Exercise material:
//! Integration test driver for `tests/integration/` submodule.
//!
//! Each `mod` below maps to a file that exercises the application service
//! against mock adapters on a virtual clock.  All tests run on the host
//! (x86_64) with no real hardware required.

mod mock_hw;
mod service_tests;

Work item: Transcribe the listing above verbatim.

Result for this exercise:
//! Integration test driver for `tests/integration/` submodule.
//!
//! Each `mod` below maps to a file that exercises the application service
//! against mock adapters on a virtual clock.  All tests run on the host
//! (x86_64) with no real hardware required.

mod mock_hw;
mod service_tests;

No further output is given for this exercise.